All of these potentially fatal pathologies are causes by “exposure to fine particles in polluted air” and not by global warming.

In its infographic on the causes of air pollution, the WHO lists six sources of dangerous fine particulate matter, none of which is related to climate change. The six sources of air pollution are industry and energy supply, dust, agricultural practices, transport, waste management, and household energy.

Among the six solutions proposed by WHO for combatting air pollution, not one of them touches on carbon dioxide emissions, for the simple reason that CO2 is not a pollutant and is not harmful to human health. Unlike pollutants, carbon dioxide is odorless, colorless, and most importantly, non-toxic.

The WHO database collects annual mean concentrations of fine particulate matter. Those that pose “the greatest risks to human health” are sulfate, nitrates, and black carbon, they observe.

The WHO report notes that deaths relating to air pollution occur overwhelmingly in third-world countries where large segments of the population “still do not have access to clean cooking fuels and technologies in their homes.”

“More than 90% of air pollution-related deaths occur in low- and middle-income countries, mainly in Asia and Africa,” WHO declares, “followed by low- and middle-income countries of the Eastern Mediterranean region, Europe and the Americas.”

“The highest ambient air pollution levels are in the Eastern Mediterranean Region and in South-East Asia, with annual mean levels often exceeding more than 5 times WHO limits, followed by low and middle-income cities in Africa and the Western Pacific,” the report states.

In general, “ambient air pollution levels are lowest in high-income countries, particularly in Europe, the Americas and the Western Pacific,” it concludes.

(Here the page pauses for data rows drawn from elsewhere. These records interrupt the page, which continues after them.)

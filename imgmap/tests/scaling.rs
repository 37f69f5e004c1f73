use imgmap::scale::center;
use imgmap::sizing::resolve;
use imgmap::{Dimension, ImageInfo, MapperConfig, Scaler, Shape};

fn image(natural: (f64, f64), client: (f64, f64)) -> ImageInfo {
    ImageInfo {
        natural_width: natural.0,
        natural_height: natural.1,
        client_width: client.0,
        client_height: client.1,
    }
}

#[test]
fn fixed_width_scales_rect_and_center() {
    let cfg = MapperConfig {
        width: Dimension::Px(100.0),
        img_width: 200.0,
        ..Default::default()
    };
    let s = Scaler::new(&cfg, None);
    assert_eq!(s, Scaler::Fixed { factor: 0.5 });
    let scaled = s.scale(&[0.0, 0.0, 100.0, 100.0]);
    assert_eq!(scaled, vec![0.0, 0.0, 50.0, 50.0]);
    assert_eq!(center(&Shape::Rect, &scaled), [25.0, 25.0]);
}

#[test]
fn responsive_circle_follows_parent_width() {
    let cfg = MapperConfig {
        responsive: true,
        parent_width: 250.0,
        ..Default::default()
    };
    let img = image((500.0, 400.0), (250.0, 200.0));
    let s = Scaler::new(&cfg, Some(&img));
    let scaled = s.scale(&[50.0, 50.0, 20.0]);
    assert_eq!(scaled, vec![25.0, 25.0, 10.0]);
    assert_eq!(center(&Shape::Circle, &scaled), [25.0, 25.0]);
}

#[test]
fn responsive_without_parent_or_image_uses_static_factor() {
    let cfg = MapperConfig {
        responsive: true,
        width: Dimension::Px(300.0),
        img_width: 600.0,
        ..Default::default()
    };
    assert_eq!(Scaler::new(&cfg, None), Scaler::Fixed { factor: 0.5 });
    let img = image((0.0, 0.0), (0.0, 0.0));
    let cfg = MapperConfig { parent_width: 100.0, ..cfg };
    assert_eq!(Scaler::new(&cfg, Some(&img)), Scaler::Fixed { factor: 0.5 });
}

#[test]
fn unset_width_or_reference_means_identity() {
    let cfg = MapperConfig {
        img_width: 400.0,
        ..Default::default()
    };
    assert_eq!(Scaler::new(&cfg, None).scale(&[10.0, 20.0]), vec![10.0, 20.0]);
    let cfg = MapperConfig {
        width: Dimension::Px(400.0),
        img_width: 0.0,
        ..Default::default()
    };
    assert_eq!(Scaler::new(&cfg, None).scale(&[10.0, 20.0]), vec![10.0, 20.0]);
}

#[test]
fn computed_width_drives_factor_once_image_known() {
    let cfg = MapperConfig {
        width: Dimension::computed(|i| i.client_width / 2.0),
        img_width: 600.0,
        ..Default::default()
    };
    assert_eq!(Scaler::new(&cfg, None), Scaler::Fixed { factor: 1.0 });
    let img = image((1200.0, 800.0), (600.0, 400.0));
    assert_eq!(Scaler::new(&cfg, Some(&img)), Scaler::Fixed { factor: 0.5 });
}

#[test]
fn poly_center_is_point_mean() {
    let c = center(&Shape::Poly, &[0.0, 0.0, 10.0, 0.0, 10.0, 10.0, 0.0, 10.0]);
    assert_eq!(c, [5.0, 5.0]);
    assert_eq!(center(&Shape::Poly, &[]), [0.0, 0.0]);
}

#[test]
fn sizing_auto_uses_client_size() {
    let img = image((1000.0, 500.0), (800.0, 400.0));
    let s = resolve(&MapperConfig::default(), &img);
    assert_eq!((s.canvas.width, s.canvas.height), (800.0, 400.0));
    assert_eq!(s.image.width, None);
    assert_eq!(s.image.height, None);
}

#[test]
fn sizing_natural_uses_intrinsic_size() {
    let img = image((1000.0, 500.0), (800.0, 400.0));
    let cfg = MapperConfig {
        natural: true,
        ..Default::default()
    };
    let s = resolve(&cfg, &img);
    assert_eq!((s.canvas.width, s.canvas.height), (1000.0, 500.0));
    assert_eq!(s.image.width, None);

    let cfg = MapperConfig {
        natural: true,
        width: Dimension::Px(300.0),
        ..Default::default()
    };
    let s = resolve(&cfg, &img);
    assert_eq!(s.canvas.width, 1000.0);
    assert_eq!(s.image.width, Some(1000.0));
}

#[test]
fn sizing_literal_width_sets_image_axis_only() {
    let img = image((1000.0, 500.0), (800.0, 400.0));
    let cfg = MapperConfig {
        width: Dimension::Px(300.0),
        ..Default::default()
    };
    let s = resolve(&cfg, &img);
    assert_eq!((s.canvas.width, s.canvas.height), (300.0, 400.0));
    assert_eq!(s.image.width, Some(300.0));
    assert_eq!(s.image.height, None);
}

#[test]
fn sizing_responsive_uses_parent_width_and_client_height() {
    let img = image((1000.0, 500.0), (640.0, 320.0));
    let cfg = MapperConfig {
        responsive: true,
        parent_width: 640.0,
        ..Default::default()
    };
    let s = resolve(&cfg, &img);
    assert_eq!((s.canvas.width, s.canvas.height), (640.0, 320.0));
    assert_eq!(s.image.width, Some(640.0));
    assert_eq!(s.image.height, Some(320.0));
}

#[test]
fn sizing_rejects_bad_computed_values() {
    let img = image((1000.0, 500.0), (800.0, 400.0));
    for bad in [f64::NAN, f64::INFINITY, 0.0, -5.0] {
        let cfg = MapperConfig {
            width: Dimension::computed(move |_| bad),
            height: Dimension::computed(|i| i.natural_height / 2.0),
            ..Default::default()
        };
        let s = resolve(&cfg, &img);
        assert_eq!(s.canvas.width, 800.0, "fallback for {bad}");
        assert_eq!(s.canvas.height, 250.0);
        assert_eq!(s.image.width, Some(800.0));
        assert_eq!(s.image.height, Some(250.0));
    }
}

#[test]
fn literal_zero_dimension_is_unset() {
    let d: Dimension = serde_json::from_value(serde_json::json!(0)).unwrap();
    assert!(!d.is_set());
    let d: Dimension = serde_json::from_value(serde_json::json!(320)).unwrap();
    assert!(d.same_as(&Dimension::Px(320.0)));
    assert!(Dimension::Auto.same_as(&Dimension::Px(0.0)));
}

The Lancet editorial shamelessly links lethal air pollution to global warming, without bothering to attempt to establish a real connection between the two.

It then goes on to speak of how the horrible effects of air pollution can be averted by enacting measures to lower carbon dioxide emissions, which, again, is demonstrably false.

The overtly political editorial seeks to persuade a naïve public to enact policy to reduce CO2 emissions by making them think that this will curb deadly air pollution, which it will not.

“Climate change legislation is a central concern across government at all levels, and is not solely about the changing climate, but is embedded in public health policies,” the editors contend.

The Lancet has been a reputable medical journal since its founding in London in 1823. With this unworthy essay, the editors have besmirched the journal’s hard-earned good name by bowing to ideology and political interests.

When propaganda poses as science, everyone loses.